A screwdriver is one of the essentials in your tool arsenal. It’s an old-fashioned yet necessary hand tool for completing countless projects and repairs. While most people know how to use a screwdriver, getting the most out of this essential tool requires knowing which type to select and the proper technique. Failing to do either can lead to the dreaded stripped screw or damage the screwdriver tip. This article will review how to choose the right screwdriver for the job while providing tips for appropriately using this essential hand tool.

The right screwdriver for the job

The biggest mistake most people make is using the wrong type of screwdriver for the job. This error isn’t due to ignorance but rather out of desperation. Who hasn’t attempted to jam a flathead screwdriver into a cross-shaped screw slot when they can’t locate that darned Phillips screwdriver? While you might get away with committing this tool sin once or twice, using the wrong screwdriver will eventually strip out the screw head or even damage the screwdriver’s tip.

Beyond choosing the right bit or head type, which we cover below, it’s essential to ask what’s the best screwdriver for the job.

A capable precision screwdriver is needed for small screws commonly found in electronics and children’s toys.

A ratcheting screwdriver is highly versatile with lots of torque, and is more efficient than a standard screwdriver.

An electric screwdriver can help reduce hand fatigue when not needing much torque, such as loosening electrical plates.

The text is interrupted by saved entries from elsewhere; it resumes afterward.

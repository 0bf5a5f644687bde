use anyhow::{Context, Result};

use super::port::TravelHistory;
use super::record::TravelRecord;

/// In-memory implementation of [`TravelHistory`].
///
/// Holds a fixed snapshot of records. Handy for embedding the rules in tools
/// or tests without a real data store.
#[derive(Debug, Clone, Default)]
pub struct InMemoryTravelHistory {
    records: Vec<TravelRecord>,
}

impl InMemoryTravelHistory {
    /// Create an empty history.
    pub fn new() -> Self {
        Self::default()
    }

    /// Create a history pre-populated with `records`.
    pub fn with_records(records: Vec<TravelRecord>) -> Self {
        Self { records }
    }

    /// Load a history from a JSON array of records.
    ///
    /// # Example
    /// ```
    /// use travel_discounts::travel::{InMemoryTravelHistory, TravelHistory};
    ///
    /// let json = r#"[{"from":"2021-01-01T00:00:00Z","bought_by":"333"}]"#;
    /// let history = InMemoryTravelHistory::from_json(json).unwrap();
    /// assert_eq!(history.list().unwrap().len(), 1);
    /// ```
    pub fn from_json(json: &str) -> Result<Self> {
        let records: Vec<TravelRecord> =
            serde_json::from_str(json).context("invalid travel history JSON")?;
        Ok(Self::with_records(records))
    }

    pub fn len(&self) -> usize {
        self.records.len()
    }

    pub fn is_empty(&self) -> bool {
        self.records.is_empty()
    }
}

impl TravelHistory for InMemoryTravelHistory {
    fn list(&self) -> Result<Vec<TravelRecord>> {
        Ok(self.records.clone())
    }
}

Standard sizes and naming conventions

Screwdriver Heads
Credit: DIY Gear Reviews

Many screwdrivers and screwdriver bits will be labeled with the size, such as a combination of letters to denote the type and a number to denote the size. Standard naming conventions are P or PH for Phillips heads, SQ for square heads, T for Torx heads, and just a number for most flathead screwdrivers.

Phillips heads

You’ll probably use the #2 Phillips screwdriver tip for most jobs. For Phillips screwdrivers, the pointed cross-shaped tip should fit snugly into the screw’s slot without extending beyond the screw’s head. With Phillips screwdrivers, if the point of the screwdriver is too small, you lose torque, requiring more arm strength to turn the screw. If the screw tip is too large, it won’t fit inside the screw head. This causes the tip to slip and chew up the inside of the screw head as you apply turning force.

Flathead screwdrivers

The tip should match the width of the screw’s slot for flathead screwdrivers. You won’t get a tight fit if the flat end is too small with your flathead screwdriver. This reduces the amount of torque you can create, and it also potentially damages the screwdriver tip.

How to hold a screwdriver

Holding a screwdriver properly is critical to producing optimal torque and preventing cam-out. Grip the screwdriver’s handle in your dominant hand and pinch the tip of the screwdriver between the thumb and forefinger of your non-dominant hand as close to the head of the screw as possible. Apply moderate downward force on the screwdriver from your dominant hand while rotating the handle clockwise for tightening and counterclockwise for loosening. Use your non-dominant hand to keep the screwdriver’s shaft lined up with the screw’s shaft to maximize torque and prevent the screw tip from slipping out of the slot.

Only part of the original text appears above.